Bilfinger heeft verzocht om deze beschikking niet uitvoerbaar te verklaren, dan wel dat [eiser] een bankgarantie zal moeten afgeven. Bij de beoordeling van een verzoek op grond van artikel 233 Rv dienen de belangen van partijen te worden afgewogen in het licht van de omstandigheden van het geval. Bij de belangenafweging moet de kans van slagen van een eventueel aan te wenden rechtsmiddel in de regel buiten beschouwing blijven en wordt degene die een veroordeling tot betaling van een geldsom verkrijgt, vermoed het vereiste belang bij uitvoerbaarverklaring bij voorraad te hebben (vergelijk HR 20 maart 2015, ECLI:NL:HR:2015:688). Voorts dient een daartegenover gesteld restitutierisico geconcretiseerd te worden (HR 17 juni 1994, NJ 1994/591) en staan mogelijk ingrijpende gevolgen van de executie, die moeilijk ongedaan gemaakt kunnen worden, op zichzelf niet aan uitvoerbaarverklaring bij voorraad in de weg, maar moeten worden meegewogen bij de belangenafweging (HR 28 mei 1993, NJ 1993/468). De kantonrechter ziet hiertoe geen aanleiding omdat gelet op voormeld uitgangspunt [eiser] wordt vermoed het vereiste belang bij uitvoerbaarheid bij voorraad te hebben. Dit brengt mee dat het allereerst op de weg van Bilfinger ligt om concrete feiten en omstandigheden aan te voeren en onder verwijzing daarnaar te stellen dat hun belangen bij het achterwege blijven van uitvoerbaarverklaring bij voorraad prevaleren boven de belangen van [eiser] bij toewijzing van de betreffende vordering. In dit geval heeft Bilfinger enkel verzocht om de beschikking niet uitvoerbaar bij voorraad te verklaren dan wel dat er een bankgarantie dient te worden afgegeven, maar heeft dit verder niet van een motivering voorzien. Enkel om die reden zal de kantonrechter voorbij gaan aan het verzoek van Bilfinger. Bilfinger heeft op geen enkele wijze het restitutierisico van een onderbouwing voorzien.
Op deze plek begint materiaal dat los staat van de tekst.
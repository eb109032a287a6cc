//! Compilation units and compiled forms.
//!
//! A `CompilationUnit` pairs one prototype with its lazily-built
//! generic (all-dynamic) compiled form and any specialized forms
//! requested on demand. The generic form is an explicit cached-result
//! slot with an initialize-once contract; it is deliberately `!Sync` —
//! sharing a unit across concurrent compilation requests requires
//! external serialization.
//!
//! A `CompiledBody` is the product of one translation pass: the graph,
//! the entry labeled by the parameter signature (so specializations of
//! one prototype stay distinguishable), the return signature, the
//! resumption points, and the linearized `(node, slots)` emission
//! stream the external backend consumes.

use super::context::CompilationContext;
use super::node::{Graph, NodeId, NodeKind};
use super::translator::{translate, TranslationError};
use crate::prototype::Prototype;
use crate::types::{FunctionType, Slots, TypeSeq};
use rustc_hash::{FxHashMap, FxHashSet};
use std::cell::{OnceCell, RefCell};
use std::fmt;
use std::rc::Rc;
use std::sync::Arc;

// =============================================================================
// Compiled Body
// =============================================================================

/// One compiled form of a prototype.
pub struct CompiledBody {
    params: TypeSeq,
    returns: TypeSeq,
    entry: NodeId,
    graph: Graph,
    resume_points: FxHashSet<NodeId>,
    emission: Vec<(NodeId, Slots)>,
}

impl CompiledBody {
    #[inline]
    pub fn params(&self) -> &TypeSeq {
        &self.params
    }

    #[inline]
    pub fn returns(&self) -> &TypeSeq {
        &self.returns
    }

    #[inline]
    pub fn entry(&self) -> NodeId {
        self.entry
    }

    #[inline]
    pub fn graph(&self) -> &Graph {
        &self.graph
    }

    /// Targets at which a suspended frame re-enters, a distinguished
    /// subset of the graph's target nodes.
    #[inline]
    pub fn resume_points(&self) -> &FxHashSet<NodeId> {
        &self.resume_points
    }

    /// The linear `(node, slots)` stream handed to the backend: nodes
    /// in a valid topological order, each paired with its output row.
    #[inline]
    pub fn emission(&self) -> &[(NodeId, Slots)] {
        &self.emission
    }

    /// The signature this form exposes at call sites.
    pub fn function_type(&self) -> FunctionType {
        FunctionType {
            params: self.params.clone(),
            returns: self.returns.clone(),
        }
    }
}

impl fmt::Debug for CompiledBody {
    fn fmt(&self, f: &mut fmt::Formatter<'_>) -> fmt::Result {
        f.debug_struct("CompiledBody")
            .field("params", &self.params.to_string())
            .field("nodes", &self.graph.len())
            .field("resume_points", &self.resume_points.len())
            .finish()
    }
}

// =============================================================================
// Compilation Unit
// =============================================================================

/// One prototype paired with its compiled forms: zero-or-one generic
/// form and zero-or-more cached specializations.
pub struct CompilationUnit {
    prototype: Arc<Prototype>,
    name: String,
    /// Initialize-once cache for the generic form. `OnceCell` keeps
    /// this `!Sync` on purpose: compilation is single-threaded per
    /// unit.
    generic: OnceCell<CompiledBody>,
    /// Specialized forms by parameter signature; never recomputed once
    /// present.
    specialized: RefCell<FxHashMap<TypeSeq, Rc<CompiledBody>>>,
}

impl CompilationUnit {
    pub fn new(prototype: Arc<Prototype>, name: impl Into<String>) -> Self {
        CompilationUnit {
            prototype,
            name: name.into(),
            generic: OnceCell::new(),
            specialized: RefCell::new(FxHashMap::default()),
        }
    }

    #[inline]
    pub fn name(&self) -> &str {
        &self.name
    }

    #[inline]
    pub fn prototype(&self) -> &Arc<Prototype> {
        &self.prototype
    }

    /// The generic form, if `init_generic` has run.
    #[inline]
    pub fn generic(&self) -> Option<&CompiledBody> {
        self.generic.get()
    }

    /// The all-dynamic parameter signature matching the prototype's
    /// declared arity and vararg flag.
    pub fn generic_parameters(&self) -> TypeSeq {
        TypeSeq::dynamic(self.prototype.num_params() as usize, self.prototype.is_vararg())
    }

    /// Build and cache the generic compiled form. Idempotent: the
    /// first successful build wins and later calls return it.
    pub fn init_generic(
        &self,
        ctx: &CompilationContext,
    ) -> Result<&CompiledBody, TranslationError> {
        if let Some(body) = self.generic.get() {
            return Ok(body);
        }
        let body = self.make_compiled_form(ctx, self.generic_parameters())?;
        // A racing in-between init is impossible (!Sync), but a
        // reentrant one through ctx would be a bug; first value wins.
        Ok(self.generic.get_or_init(|| body))
    }

    /// The specialized form for `params`, building it on first request
    /// and answering from the cache afterwards.
    pub fn specialized_form(
        &self,
        ctx: &CompilationContext,
        params: &TypeSeq,
    ) -> Result<Rc<CompiledBody>, TranslationError> {
        if let Some(body) = self.specialized.borrow().get(params) {
            return Ok(body.clone());
        }
        let body = Rc::new(self.make_compiled_form(ctx, params.clone())?);
        self.specialized
            .borrow_mut()
            .insert(params.clone(), body.clone());
        Ok(body)
    }

    /// One full translation pass against the given incoming signature,
    /// producing a fresh graph, slot rows, resumption points, and the
    /// linearized emission stream.
    pub fn make_compiled_form(
        &self,
        ctx: &CompilationContext,
        params: TypeSeq,
    ) -> Result<CompiledBody, TranslationError> {
        let label = format!("{}_{}", self.name, params);
        let mut t = translate(&self.prototype, ctx, &params, &label)?;

        let order = t.graph.linearize();
        let nregs = self.prototype.max_stack_size() as usize;
        let emission = emit(&t.graph, &order, nregs);

        Ok(CompiledBody {
            params,
            returns: TypeSeq::vararg_dynamic(),
            entry: t.entry,
            graph: t.graph,
            resume_points: t.resume_points,
            emission,
        })
    }

    /// The unit's callable signature: the generic form's if built, the
    /// fully-dynamic one otherwise.
    pub fn function_type(&self) -> FunctionType {
        match self.generic.get() {
            Some(body) => body.function_type(),
            None => FunctionType::dynamic(
                self.prototype.num_params() as usize,
                self.prototype.is_vararg(),
            ),
        }
    }
}

impl fmt::Debug for CompilationUnit {
    fn fmt(&self, f: &mut fmt::Formatter<'_>) -> fmt::Result {
        f.debug_struct("CompilationUnit")
            .field("name", &self.name)
            .field("generic", &self.generic.get().is_some())
            .finish()
    }
}

/// Pair each node of the linearized order with its output row — the
/// node's effect is already reflected in it. Targets carry their
/// sealed merge row; jumps synthesized during linearization inherit
/// the running row of the node they follow.
fn emit(graph: &Graph, order: &[NodeId], nregs: usize) -> Vec<(NodeId, Slots)> {
    let mut out = Vec::with_capacity(order.len());
    let mut last: Option<Slots> = None;

    for &id in order {
        let row = match &graph.node(id).kind {
            NodeKind::Target { .. } => graph.target_slots(id).clone(),
            _ => graph
                .node(id)
                .out_slots
                .clone()
                .or_else(|| last.clone())
                .unwrap_or_else(|| Slots::dead(nregs)),
        };
        out.push((id, row.clone()));
        last = Some(row);
    }
    out
}

// =============================================================================
// Tests
// =============================================================================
De kantonrechter zal dan ook geen zekerheidsstelling opleggen.
Beslissing
De kantonrechter:
I. verklaart voor recht te verklaren dat aan het ontslag geen dringende reden ten grondslag ligt;
II. veroordeelt Bilfinger tot betaling van een bedrag van € 32.068,46 bruto aan transitievergoeding, te vermeerderen met de wettelijke rente over dit bedrag vanaf 23 juni 2021 tot en met de dag van algehele voldoening;
III. veroordeelt Bilfinger tot betaling van een bedrag van € 15.282,83 aan vergoeding wegens onregelmatige opzegging, te vermeerderen met de wettelijke rente over dit bedrag vanaf 23 juli 2021 tot en met de dag van algehele voldoening;
IV. veroordeelt Bilfinger tot overlegging aan [eiser] van een correcte bruto-netto specificatie van de toegewezen bedragen;
V. veroordeelt Bilfinger tot betaling van de proceskosten welke aan de zijde van [eiser] zijn begroot op € 935,83;
VI. verklaart deze beschikking tot zover uitvoerbaar bij voorraad;
VII. wijst af het meer of anders verzochte.
Aldus gewezen door mr. R.Tj. Terpstra, kantonrechter, en uitgesproken ter openbare terechtzitting van 4 november 2021 in tegenwoordigheid van de griffier.